I genitori delle compagne di scuola sono figure nebulose, le conosci più che altro dai racconti delle loro figlie- una volta una compagna la cui madre mi sembrava una persona semplice raccontò invece che il padre,  in occasione delle varie ricorrenze, le comprava dei gioielli importanti addirittura l’ultima volta le aveva regalato un diadema , la cosa mi stupì non poco e mi sono sempre chiesta se era una cosa vera oppure no- e poi li vedevi all’uscita di scuola o quando si affacciavano con una merenda quando andavi a casa di qualcuna per fare i compiti , più che altro le madri.

Figure silenziose che apparivano in sala o nella cameretta e come ombre scomparivano in corridoio o in cucina, un po’ tristi.

I conoscenti erano per lo più colleghi di papà e la mamma, qualcuno più frequentante; papà aveva due colleghi che ogni tanto lo venivano a trovare, ogni volta che succedeva, sarà stata una coincidenza, a me e a mia sorella veniva la febbre, a un certo punto avevamo paura di vederli arrivare specie se eravamo vicini ai giorni di vacanza!

Con gli adulti non si aveva una grande confidenza, quando un genitore di qualche compagna entrava nella stanza ci si alzava in piedi, si parlava solo se interrogati.

Invece qualche anno fa un amico di mio figlio piccolo,quando cominciavano la prima media telefonò a casa e chiese di parlare con mio marito poi gli disse: ”Scusa Bruno, ma perché voi a Gioacchino non gli comprate il motorino?” e mio marito, molto democraticamente, rispose “perché abitiamo in campagna, per la strada provinciale è pericoloso” e lui “ lo so, per questo abbiamo pensato che potrebbe lasciarlo dalla nonna cha abita a Viterbo!!!”

Con gli amici dei tuoi hai un po’ più di confidenza nel senso che li conosci un po’ di più specialmente se hanno i figli della tua età, e sono un metro di paragone per giudicare i tuoi genitori: devo dire che i miei sono usciti sempre bene da questo confronto.
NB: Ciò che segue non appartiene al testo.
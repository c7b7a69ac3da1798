use std::env;
use std::fs::{self, File};
use std::io::{BufWriter, Write};
use std::path::Path;
use std::process;

use rclearc::error::{CreateOutputSnafu, ReadInputSnafu, WriteOutputSnafu};
use rclearc::{CompileOptions, CompileResult, compile_with};
use snafu::ResultExt;
use tracing::debug;
use tracing_subscriber::EnvFilter;

const LOG_ENV: &str = "RCLEARC_LOG";

fn run(input: &Path, output: &Path) -> CompileResult<()> {
  let bytes = fs::read(input).context(ReadInputSnafu { path: input })?;
  let source = String::from_utf8_lossy(&bytes);

  let options = CompileOptions::from_env();
  debug!(?options, input = %input.display(), "compiling");

  let file = File::create(output).context(CreateOutputSnafu { path: output })?;
  let mut out = BufWriter::new(file);
  compile_with(&source, &options, &mut out)?;
  out.flush().context(WriteOutputSnafu)
}

fn main() {
  tracing_subscriber::fmt()
    .with_env_filter(EnvFilter::try_from_env(LOG_ENV).unwrap_or_else(|_| EnvFilter::new("warn")))
    .with_writer(std::io::stderr)
    .with_target(false)
    .init();

  let args: Vec<String> = env::args().collect();
  if args.len() != 3 {
    let program = args.first().map(String::as_str).unwrap_or("rclearc");
    eprintln!("usage: {program} <input> <output>");
    process::exit(1);
  }

  if let Err(err) = run(Path::new(&args[1]), Path::new(&args[2])) {
    eprintln!("{err}");
    process::exit(1);
  }
}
Anche i miei erano severi ma alcuni erano proprio despoti. Esagerati nella disciplina e nelle punizioni, un brutto esempio.

Anch’io ho preso dei ceffoni da mio padre e me li ricordo molto bene ma sono stati immediati, improvvisi, di reazione ad una parolaccia; una volta eravamo in Spagna improvvisamente era cambiato il tempo e la mamma, non sapendo come coprirmi, mi fece indossare il gilet bianco di lana di papà ed io esclamai” non lo voglio ‘sto fregno buffo”.Pah! arrivò il ceffone, non dovevo usare questa espressione “fregno buffo” che peraltro papà usava normalmente.
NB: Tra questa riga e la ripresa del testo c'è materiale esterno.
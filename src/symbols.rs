//! Variable name to storage label mapping for one compilation.
//!
//! Labels are handed out from a monotonically increasing counter and are
//! never reused. Insertion order is preserved because it decides the order of
//! the storage declarations in the emitted `.data` section.

use tracing::trace;

const LABEL_PREFIX: &str = "v_";

/// One registered variable.
#[derive(Debug, Clone, PartialEq, Eq)]
pub struct Symbol {
  pub name: String,
  pub label: String,
  pub index: usize,
}

#[derive(Debug, Default)]
pub struct SymbolTable {
  entries: Vec<Symbol>,
  next_id: usize,
}

impl SymbolTable {
  pub fn new() -> Self {
    Self::default()
  }

  /// Return the label for `name`, registering the name on first sight.
  pub fn get_or_create_label(&mut self, name: &str) -> &str {
    let index = match self.position(name) {
      Some(index) => index,
      None => {
        let label = format!("{LABEL_PREFIX}{}", self.next_id);
        self.next_id += 1;
        let index = self.entries.len();
        trace!(variable = name, %label, "registered variable");
        self.entries.push(Symbol {
          name: name.to_string(),
          label,
          index,
        });
        index
      }
    };
    &self.entries[index].label
  }

  /// Look up an existing label without registering anything.
  pub fn label(&self, name: &str) -> Option<&str> {
    self
      .position(name)
      .map(|index| self.entries[index].label.as_str())
  }

  pub fn entry_at(&self, index: usize) -> Option<&Symbol> {
    self.entries.get(index)
  }

  /// Entries in first-insertion order.
  pub fn iter(&self) -> impl Iterator<Item = &Symbol> {
    self.entries.iter()
  }

  pub fn len(&self) -> usize {
    self.entries.len()
  }

  pub fn is_empty(&self) -> bool {
    self.entries.is_empty()
  }

  fn position(&self, name: &str) -> Option<usize> {
    self
      .entries
      .iter()
      .position(|entry| entry.name.as_bytes() == name.as_bytes())
  }
}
La mamma era più per le sculacciate, ponderate, educative; ma qualche amichetto assaggiava la cinghia.

Gli zii sono personaggi importanti nel percorso dell’infanzia, sono come segnali lungo una strada, divieto di accesso, curva pericolosa, divieto di sorpasso, doppi senso di circolazione, ecc.

Diciamo che ti accompagnano e ti aiutano, in un modo o nell’altro.

Lo zio Fausto era il fratello piccolo della mamma, all’epoca già pediatra, quando andammo a Torino per il matrimonio dello zio Cesare la nonna e il nonno andarono in vagone letto mentre la mamma papà io e mia sorella la zia Emma e lo zio Fausto andammo tutti insieme in una cuccetta da sei: io ero nella cuccetta di sotto e non riuscivo a dormire, mi giravo e rigiravo ma non c’era verso di prendere sonno, a un certo punto lo zio Fausto mi fece salire sulla cuccetta in alto insieme a lui e mi fece guardare la lucina blu accesa per la notte sul soffitto  e guardando al lucina riuscii, come ipnotizzata, ad addormentarmi.

Da allora lo zio Fausto è sempre stato il mio “angelo custode”, ogni volta che ho affrontato un cambiamento nella vita dal matrimonio al lavoro al parto è sempre stato lì e lo è ancora con i suoi consigli e la sua lucina blu.

Lo zio Cesare aveva un’aria più severa, lo vedevamo più raramente perché viveva a Torino, era considerato un personaggio importante perché aveva diretto i lavori del Traforo del Monte Bianco che a quell’epoca era stata un’impresa epica e mi sentivo più in soggezione con lui, così ogni tanto in sua presenza mi veniva da piangere.

Ma questa non era una rarità infatti mi chiamavano lacrime in tasca.

Ancora oggi purtroppo alla mia venerabile età ancora questo difetto mi affligge, mi succede soprattutto quando sono molto arrabbiata in qualche situazione che mi sembra di subire con un senso di impotenza e così mi arrabbio ancora di più.

La zia Emma era la sorella della mamma, all’epoca signorina e faceva “la signorina” nel senso che stava in casa e non lavorava.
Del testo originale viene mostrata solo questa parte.